Problem is that their datasheets do not say much about capacitor requirements. (...) What do you guys think, do I need to use polarized (electrolyte) caps here or are big (>10uF) ceramic caps a safe choice. Also are here any ESR considerations that I should worry about.

I think the information you're after is given in the charts on the two data sheets: see Figure 18 on page 14 for the LD29150, and Figures 21, 22 and 23 on pages 19 and 20 for the LD1086. These show regions of stability for ESR vs. output capacitance.

 

I use LM1086 without any problems, or any other LDO linear regulator.

The question that need to be asked is are you planning to use the TO-220 package or the SMD package.
In general, SMD breadboards will give you the best performance.

As a general rule, simply follow the filtering recommended by the manufacturer.

The input side should have a reservoir capacitor (100-1000μF aluminium electrolytic) if being supplied by a fullwave rectifier circuit.

For the output side, 0.1μF ceramic and 10μF tantalum electrolytic is commonly used.
The important thing is to put the capacitors as close to the pins as physically possible.

 

I think the information you're after is given in the charts on the two data sheets: see Figure 18 on page 14 for the LD29150, and Figures 21, 22 and 23 on pages 19 and 20 for the LD1086. These show regions of stability for ESR vs. output capacitance.

Thank you !
Yes, they are what I was looking for.
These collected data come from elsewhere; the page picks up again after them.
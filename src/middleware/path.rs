use axum::{
    async_trait,
    extract::{FromRequestParts, Path},
    http::request::Parts,
};

use crate::error::ApiError;

/// Integer `:id` path segment; a malformed id answers with the API error
/// envelope instead of axum's plain-text rejection.
#[derive(Debug, Clone, Copy)]
pub struct PathId(pub i32);

#[async_trait]
impl<S> FromRequestParts<S> for PathId
where
    S: Send + Sync,
{
    type Rejection = ApiError;

    async fn from_request_parts(parts: &mut Parts, state: &S) -> Result<Self, Self::Rejection> {
        match Path::<i32>::from_request_parts(parts, state).await {
            Ok(Path(id)) => Ok(PathId(id)),
            Err(rejection) => {
                tracing::debug!("Rejected path {}: {}", parts.uri.path(), rejection.body_text());
                Err(ApiError::bad_request("Invalid id in request path"))
            }
        }
    }
}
All of them seem to show that still at least 1 Ohm ESR is needed.

I looked at a ceramic capacitors ESR graph now (on second page). It shows that ceramic capacitor has lower than 0.01 Ohm ESR at some frequencies.

Not sure if it makes them unusable for LDO requiring atleast 1 Ohm ESR now or are only the lower frequency (<10kHz) ESR values important (where ceramic capacitors ESR is over 1 Ohm).

 

I use LM1086 without any problems, or any other LDO linear regulator.

The question that need to be asked is are you planning to use the TO-220 package or the SMD package.
In general, SMD breadboards will give you the best performance.

As a general rule, simply follow the filtering recommended by the manufacturer.

The input side should have a reservoir capacitor (100-1000μF aluminium electrolytic) if being supplied by a fullwave rectifier circuit.

For the output side, 0.1μF ceramic and 10μF tantalum electrolytic is commonly used.
The important thing is to put the capacitors as close to the pins as physically possible.

Thank you for the answer!

I will be using SMD (TO-263) package, so guess that's good.

Looked that there are even 100μF ceramic capacitors - do you think it would also work as a reservoir capacitor for the input. (Just curious.)

And if we put a ceramic and tantalum in parallel, could it somehow decrease overall ESR value to a point where LDO is not stable anymore (as two resistors in parallel). Not sure if it works that way for ESR tho (again, just curious).

 

I believe you might be overthinking this problem.

For the input capacitor, you need to look at your current load and voltage ripple. For medium applications, say up to 200mA load, 470-1000μF aluminium electrolytic works fine.

On the output pin I use 0.1μF ceramic SMD.

Further along the supply rail at linear ICs, I have 0.1μF ceramic SMD and 4.7μF tantalum SMD in parallel at the chip Vs and GND pins.
For digital ICs, I use just 0.1μF ceramic SMD.

I don't bother with the 10μF as recommended in the datasheet.

 

I believe you might be overthinking this problem.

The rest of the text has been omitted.